Stored data entries:

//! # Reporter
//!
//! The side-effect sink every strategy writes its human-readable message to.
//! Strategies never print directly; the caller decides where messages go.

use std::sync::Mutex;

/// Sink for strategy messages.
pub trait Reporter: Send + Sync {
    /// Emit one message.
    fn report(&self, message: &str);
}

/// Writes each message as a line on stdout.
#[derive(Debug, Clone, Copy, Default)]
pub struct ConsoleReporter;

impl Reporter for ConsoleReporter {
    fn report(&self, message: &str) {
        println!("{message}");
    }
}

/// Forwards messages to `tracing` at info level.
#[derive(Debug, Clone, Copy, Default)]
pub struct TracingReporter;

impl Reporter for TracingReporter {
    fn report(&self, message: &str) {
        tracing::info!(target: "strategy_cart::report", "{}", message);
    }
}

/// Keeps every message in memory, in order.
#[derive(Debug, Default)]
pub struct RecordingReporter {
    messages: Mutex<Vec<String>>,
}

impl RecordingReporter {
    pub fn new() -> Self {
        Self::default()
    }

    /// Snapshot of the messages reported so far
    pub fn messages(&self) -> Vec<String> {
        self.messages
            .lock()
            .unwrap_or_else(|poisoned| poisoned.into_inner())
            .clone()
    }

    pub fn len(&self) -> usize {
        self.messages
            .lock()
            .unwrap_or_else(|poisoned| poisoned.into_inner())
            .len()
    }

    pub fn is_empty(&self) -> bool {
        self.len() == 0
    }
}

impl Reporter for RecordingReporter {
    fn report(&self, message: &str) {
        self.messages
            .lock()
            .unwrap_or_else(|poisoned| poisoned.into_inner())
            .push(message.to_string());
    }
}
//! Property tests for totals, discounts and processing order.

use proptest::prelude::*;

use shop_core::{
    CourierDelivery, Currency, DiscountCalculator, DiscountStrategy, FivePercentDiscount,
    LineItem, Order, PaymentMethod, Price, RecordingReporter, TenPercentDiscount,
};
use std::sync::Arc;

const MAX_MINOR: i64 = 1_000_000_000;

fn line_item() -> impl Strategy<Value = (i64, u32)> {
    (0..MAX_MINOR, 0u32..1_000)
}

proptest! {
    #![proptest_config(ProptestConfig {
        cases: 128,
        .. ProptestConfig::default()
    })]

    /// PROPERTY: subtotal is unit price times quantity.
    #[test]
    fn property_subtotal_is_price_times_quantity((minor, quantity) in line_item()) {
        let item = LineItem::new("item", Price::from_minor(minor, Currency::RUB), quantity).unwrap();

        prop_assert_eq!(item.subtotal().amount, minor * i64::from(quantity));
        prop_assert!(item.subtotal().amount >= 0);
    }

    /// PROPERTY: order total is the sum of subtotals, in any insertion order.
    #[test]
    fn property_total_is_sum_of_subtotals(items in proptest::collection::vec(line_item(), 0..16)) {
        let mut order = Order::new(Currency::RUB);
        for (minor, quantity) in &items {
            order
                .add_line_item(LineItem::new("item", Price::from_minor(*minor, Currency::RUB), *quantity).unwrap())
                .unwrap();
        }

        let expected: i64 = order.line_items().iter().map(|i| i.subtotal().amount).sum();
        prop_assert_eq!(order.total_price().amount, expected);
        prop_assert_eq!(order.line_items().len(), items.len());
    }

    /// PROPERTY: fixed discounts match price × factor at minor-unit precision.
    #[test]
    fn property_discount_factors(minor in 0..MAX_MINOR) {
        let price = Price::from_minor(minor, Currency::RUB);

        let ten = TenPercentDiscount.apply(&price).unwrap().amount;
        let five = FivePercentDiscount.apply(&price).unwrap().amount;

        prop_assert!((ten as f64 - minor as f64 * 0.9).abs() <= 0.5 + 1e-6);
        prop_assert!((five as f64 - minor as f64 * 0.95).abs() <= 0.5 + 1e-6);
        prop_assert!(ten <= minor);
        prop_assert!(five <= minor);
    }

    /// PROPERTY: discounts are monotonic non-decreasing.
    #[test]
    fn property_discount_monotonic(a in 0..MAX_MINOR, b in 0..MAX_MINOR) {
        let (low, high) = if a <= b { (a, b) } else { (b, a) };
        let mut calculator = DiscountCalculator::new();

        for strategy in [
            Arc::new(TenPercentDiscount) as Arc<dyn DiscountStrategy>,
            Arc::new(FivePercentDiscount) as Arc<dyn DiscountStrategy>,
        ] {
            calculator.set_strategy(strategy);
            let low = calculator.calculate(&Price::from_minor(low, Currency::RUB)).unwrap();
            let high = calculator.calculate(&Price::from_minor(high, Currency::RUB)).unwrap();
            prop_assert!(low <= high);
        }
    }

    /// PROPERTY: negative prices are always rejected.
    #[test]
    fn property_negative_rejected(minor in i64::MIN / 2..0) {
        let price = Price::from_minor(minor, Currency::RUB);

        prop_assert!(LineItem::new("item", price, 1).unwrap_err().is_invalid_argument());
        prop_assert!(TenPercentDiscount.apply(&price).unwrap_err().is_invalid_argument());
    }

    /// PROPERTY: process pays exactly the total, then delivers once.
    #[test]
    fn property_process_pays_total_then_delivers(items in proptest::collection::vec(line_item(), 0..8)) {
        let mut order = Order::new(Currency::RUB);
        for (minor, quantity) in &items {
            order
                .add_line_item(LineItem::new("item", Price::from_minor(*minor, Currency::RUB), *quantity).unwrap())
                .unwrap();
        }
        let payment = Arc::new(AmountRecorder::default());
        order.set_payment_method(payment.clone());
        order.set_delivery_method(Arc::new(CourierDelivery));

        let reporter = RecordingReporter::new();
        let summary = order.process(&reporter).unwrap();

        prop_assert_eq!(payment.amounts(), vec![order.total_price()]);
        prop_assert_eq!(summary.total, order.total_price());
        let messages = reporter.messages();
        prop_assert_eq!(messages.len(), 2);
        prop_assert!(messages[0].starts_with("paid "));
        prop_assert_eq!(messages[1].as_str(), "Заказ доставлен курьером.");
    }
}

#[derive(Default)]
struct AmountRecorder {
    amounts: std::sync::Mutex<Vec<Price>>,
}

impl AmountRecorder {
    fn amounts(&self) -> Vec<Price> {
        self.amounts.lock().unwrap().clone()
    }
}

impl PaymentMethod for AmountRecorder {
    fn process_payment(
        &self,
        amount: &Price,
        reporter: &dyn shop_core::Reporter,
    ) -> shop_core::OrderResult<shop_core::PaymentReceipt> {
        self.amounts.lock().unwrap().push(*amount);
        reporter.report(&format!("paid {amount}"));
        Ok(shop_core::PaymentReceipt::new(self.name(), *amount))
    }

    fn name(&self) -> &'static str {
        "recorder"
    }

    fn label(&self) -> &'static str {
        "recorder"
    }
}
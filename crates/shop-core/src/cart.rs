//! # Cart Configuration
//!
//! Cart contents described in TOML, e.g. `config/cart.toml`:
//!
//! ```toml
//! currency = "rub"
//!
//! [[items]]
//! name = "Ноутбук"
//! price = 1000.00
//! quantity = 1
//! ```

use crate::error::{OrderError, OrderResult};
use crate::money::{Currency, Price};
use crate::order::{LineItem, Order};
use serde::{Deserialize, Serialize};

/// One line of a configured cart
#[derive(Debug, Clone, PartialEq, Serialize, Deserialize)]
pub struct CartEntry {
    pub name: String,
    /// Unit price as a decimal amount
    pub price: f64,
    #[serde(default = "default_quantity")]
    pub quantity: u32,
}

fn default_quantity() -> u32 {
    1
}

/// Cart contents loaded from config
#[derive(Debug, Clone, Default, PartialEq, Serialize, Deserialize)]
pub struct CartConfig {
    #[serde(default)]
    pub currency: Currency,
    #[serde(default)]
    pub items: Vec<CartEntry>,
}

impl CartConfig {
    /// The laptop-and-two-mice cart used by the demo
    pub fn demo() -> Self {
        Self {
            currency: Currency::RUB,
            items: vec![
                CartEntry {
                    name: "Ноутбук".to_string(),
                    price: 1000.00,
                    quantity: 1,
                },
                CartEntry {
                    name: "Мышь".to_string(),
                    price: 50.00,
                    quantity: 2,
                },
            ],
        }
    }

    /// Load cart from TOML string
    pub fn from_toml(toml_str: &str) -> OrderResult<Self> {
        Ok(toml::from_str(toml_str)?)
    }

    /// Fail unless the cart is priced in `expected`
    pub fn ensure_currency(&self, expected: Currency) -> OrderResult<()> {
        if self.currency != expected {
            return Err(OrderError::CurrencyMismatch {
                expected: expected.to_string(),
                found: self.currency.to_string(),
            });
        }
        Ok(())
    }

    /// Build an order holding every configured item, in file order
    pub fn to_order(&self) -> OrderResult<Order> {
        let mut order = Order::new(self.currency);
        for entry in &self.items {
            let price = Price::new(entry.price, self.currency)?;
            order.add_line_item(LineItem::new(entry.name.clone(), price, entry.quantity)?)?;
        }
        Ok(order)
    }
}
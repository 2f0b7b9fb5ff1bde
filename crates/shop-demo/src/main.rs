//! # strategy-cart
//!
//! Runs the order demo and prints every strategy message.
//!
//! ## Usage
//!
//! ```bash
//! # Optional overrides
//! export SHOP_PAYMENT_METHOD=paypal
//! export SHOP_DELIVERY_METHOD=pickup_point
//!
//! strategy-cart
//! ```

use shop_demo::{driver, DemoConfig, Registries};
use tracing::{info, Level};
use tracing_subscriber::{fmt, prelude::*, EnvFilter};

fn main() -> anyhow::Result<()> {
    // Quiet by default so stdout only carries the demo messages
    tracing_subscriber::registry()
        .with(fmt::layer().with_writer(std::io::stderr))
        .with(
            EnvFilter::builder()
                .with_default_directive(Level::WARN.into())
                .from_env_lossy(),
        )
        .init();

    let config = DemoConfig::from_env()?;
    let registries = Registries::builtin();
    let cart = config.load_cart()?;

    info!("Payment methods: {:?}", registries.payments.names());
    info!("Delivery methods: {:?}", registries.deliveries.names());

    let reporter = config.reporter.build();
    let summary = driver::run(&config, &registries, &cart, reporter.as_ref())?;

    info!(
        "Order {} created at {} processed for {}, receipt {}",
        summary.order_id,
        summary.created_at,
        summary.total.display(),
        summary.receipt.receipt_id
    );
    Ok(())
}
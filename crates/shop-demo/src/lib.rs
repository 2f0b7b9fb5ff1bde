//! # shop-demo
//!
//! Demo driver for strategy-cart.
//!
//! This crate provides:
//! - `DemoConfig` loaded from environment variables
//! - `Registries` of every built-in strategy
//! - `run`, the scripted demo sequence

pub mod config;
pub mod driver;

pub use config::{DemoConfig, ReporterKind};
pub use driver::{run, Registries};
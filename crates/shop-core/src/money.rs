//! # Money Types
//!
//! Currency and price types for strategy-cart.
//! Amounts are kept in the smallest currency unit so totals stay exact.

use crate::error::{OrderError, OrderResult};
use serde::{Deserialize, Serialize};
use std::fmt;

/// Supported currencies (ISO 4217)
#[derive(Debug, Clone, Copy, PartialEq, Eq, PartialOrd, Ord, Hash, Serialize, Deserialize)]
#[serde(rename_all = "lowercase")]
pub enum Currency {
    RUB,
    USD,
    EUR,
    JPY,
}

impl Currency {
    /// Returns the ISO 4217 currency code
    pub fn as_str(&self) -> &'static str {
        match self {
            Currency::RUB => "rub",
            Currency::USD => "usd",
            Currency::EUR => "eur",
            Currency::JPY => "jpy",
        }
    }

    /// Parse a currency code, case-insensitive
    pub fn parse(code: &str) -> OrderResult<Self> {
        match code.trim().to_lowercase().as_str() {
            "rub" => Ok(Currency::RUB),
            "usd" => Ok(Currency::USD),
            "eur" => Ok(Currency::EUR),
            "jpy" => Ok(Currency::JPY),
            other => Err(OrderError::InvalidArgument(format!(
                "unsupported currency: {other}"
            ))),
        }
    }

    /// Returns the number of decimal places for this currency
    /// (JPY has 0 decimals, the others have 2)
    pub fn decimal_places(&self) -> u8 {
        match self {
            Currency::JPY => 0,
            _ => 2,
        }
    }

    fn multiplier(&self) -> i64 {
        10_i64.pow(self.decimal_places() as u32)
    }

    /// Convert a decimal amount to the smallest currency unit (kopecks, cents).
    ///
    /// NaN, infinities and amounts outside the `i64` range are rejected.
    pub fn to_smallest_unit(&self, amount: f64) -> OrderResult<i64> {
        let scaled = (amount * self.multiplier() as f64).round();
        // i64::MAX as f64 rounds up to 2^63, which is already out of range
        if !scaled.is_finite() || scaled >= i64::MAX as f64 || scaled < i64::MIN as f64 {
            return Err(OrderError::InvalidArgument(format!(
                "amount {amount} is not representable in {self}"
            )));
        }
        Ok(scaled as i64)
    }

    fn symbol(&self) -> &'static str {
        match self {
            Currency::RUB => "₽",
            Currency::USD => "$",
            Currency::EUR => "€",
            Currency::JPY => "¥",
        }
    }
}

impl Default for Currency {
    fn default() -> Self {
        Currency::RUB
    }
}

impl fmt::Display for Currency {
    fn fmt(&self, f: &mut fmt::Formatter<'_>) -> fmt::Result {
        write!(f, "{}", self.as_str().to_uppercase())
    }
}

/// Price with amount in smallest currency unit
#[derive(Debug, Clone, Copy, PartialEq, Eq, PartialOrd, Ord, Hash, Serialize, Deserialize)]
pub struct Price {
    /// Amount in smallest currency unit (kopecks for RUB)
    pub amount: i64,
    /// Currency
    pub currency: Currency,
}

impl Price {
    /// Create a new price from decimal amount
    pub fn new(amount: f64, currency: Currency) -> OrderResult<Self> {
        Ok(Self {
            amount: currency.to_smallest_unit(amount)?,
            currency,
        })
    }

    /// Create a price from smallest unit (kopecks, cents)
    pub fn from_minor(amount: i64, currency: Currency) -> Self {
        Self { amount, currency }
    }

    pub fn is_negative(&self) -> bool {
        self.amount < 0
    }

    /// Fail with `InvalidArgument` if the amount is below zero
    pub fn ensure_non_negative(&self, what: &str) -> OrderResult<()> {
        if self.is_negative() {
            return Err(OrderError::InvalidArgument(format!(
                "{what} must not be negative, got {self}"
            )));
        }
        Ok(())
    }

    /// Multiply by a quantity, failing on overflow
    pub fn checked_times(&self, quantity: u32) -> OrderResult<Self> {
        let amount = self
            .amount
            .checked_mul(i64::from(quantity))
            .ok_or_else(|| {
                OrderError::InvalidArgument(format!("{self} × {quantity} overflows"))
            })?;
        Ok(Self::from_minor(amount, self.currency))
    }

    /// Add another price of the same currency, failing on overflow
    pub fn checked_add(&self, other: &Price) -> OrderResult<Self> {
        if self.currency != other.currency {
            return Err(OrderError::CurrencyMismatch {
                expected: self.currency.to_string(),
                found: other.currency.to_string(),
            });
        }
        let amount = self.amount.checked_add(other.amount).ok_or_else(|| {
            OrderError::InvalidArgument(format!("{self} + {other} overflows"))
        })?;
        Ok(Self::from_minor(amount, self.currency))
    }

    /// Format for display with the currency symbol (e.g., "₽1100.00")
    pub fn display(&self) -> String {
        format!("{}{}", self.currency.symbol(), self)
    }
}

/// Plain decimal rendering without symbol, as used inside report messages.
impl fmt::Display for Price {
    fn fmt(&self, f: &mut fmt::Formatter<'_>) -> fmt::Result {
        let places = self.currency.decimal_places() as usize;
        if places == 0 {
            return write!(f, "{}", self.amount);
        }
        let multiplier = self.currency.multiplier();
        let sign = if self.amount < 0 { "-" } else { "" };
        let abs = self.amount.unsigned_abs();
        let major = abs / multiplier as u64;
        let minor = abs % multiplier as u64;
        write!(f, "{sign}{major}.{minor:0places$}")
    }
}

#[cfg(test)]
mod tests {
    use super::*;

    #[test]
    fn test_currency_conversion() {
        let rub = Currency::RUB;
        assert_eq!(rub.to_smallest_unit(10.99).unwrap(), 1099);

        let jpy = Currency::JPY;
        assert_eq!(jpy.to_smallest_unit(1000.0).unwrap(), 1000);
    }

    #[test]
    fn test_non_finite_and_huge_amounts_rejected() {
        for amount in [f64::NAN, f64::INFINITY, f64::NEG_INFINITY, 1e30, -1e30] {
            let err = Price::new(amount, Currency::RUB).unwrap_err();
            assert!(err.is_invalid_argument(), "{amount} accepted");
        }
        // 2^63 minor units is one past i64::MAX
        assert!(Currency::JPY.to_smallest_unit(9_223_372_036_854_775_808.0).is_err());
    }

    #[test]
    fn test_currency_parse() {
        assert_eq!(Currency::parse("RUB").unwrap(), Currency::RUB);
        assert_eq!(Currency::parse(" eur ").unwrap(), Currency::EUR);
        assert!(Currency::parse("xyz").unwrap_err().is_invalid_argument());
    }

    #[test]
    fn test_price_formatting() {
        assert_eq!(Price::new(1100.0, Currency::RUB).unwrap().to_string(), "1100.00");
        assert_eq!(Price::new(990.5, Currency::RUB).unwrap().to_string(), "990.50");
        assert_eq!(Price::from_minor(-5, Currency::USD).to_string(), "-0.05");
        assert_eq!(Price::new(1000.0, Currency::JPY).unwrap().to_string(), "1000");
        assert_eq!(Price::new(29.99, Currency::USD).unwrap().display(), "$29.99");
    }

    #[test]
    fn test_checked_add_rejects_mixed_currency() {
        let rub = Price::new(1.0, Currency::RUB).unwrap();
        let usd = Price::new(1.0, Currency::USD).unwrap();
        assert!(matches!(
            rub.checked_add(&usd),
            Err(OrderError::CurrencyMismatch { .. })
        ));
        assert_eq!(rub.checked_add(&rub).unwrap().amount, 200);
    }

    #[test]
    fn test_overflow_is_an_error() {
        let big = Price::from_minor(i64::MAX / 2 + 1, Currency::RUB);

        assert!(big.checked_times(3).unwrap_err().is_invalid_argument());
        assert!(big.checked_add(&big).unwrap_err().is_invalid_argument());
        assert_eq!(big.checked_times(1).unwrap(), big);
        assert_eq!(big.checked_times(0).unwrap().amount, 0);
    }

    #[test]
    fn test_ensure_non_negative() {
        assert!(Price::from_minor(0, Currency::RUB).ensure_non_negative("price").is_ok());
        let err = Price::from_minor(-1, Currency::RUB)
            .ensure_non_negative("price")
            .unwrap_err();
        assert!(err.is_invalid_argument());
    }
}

WORK REQUIRED -> Spot every line in the entries that includes the word "OrderError", and copy each one out.

FINISHED EXERCISE ->
use crate::error::{OrderError, OrderResult};
            return Err(OrderError::CurrencyMismatch {
use crate::error::{OrderError, OrderResult};
            other => Err(OrderError::InvalidArgument(format!(
            return Err(OrderError::InvalidArgument(format!(
            return Err(OrderError::InvalidArgument(format!(
                OrderError::InvalidArgument(format!("{self} × {quantity} overflows"))
            return Err(OrderError::CurrencyMismatch {
            OrderError::InvalidArgument(format!("{self} + {other} overflows"))
            Err(OrderError::CurrencyMismatch { .. })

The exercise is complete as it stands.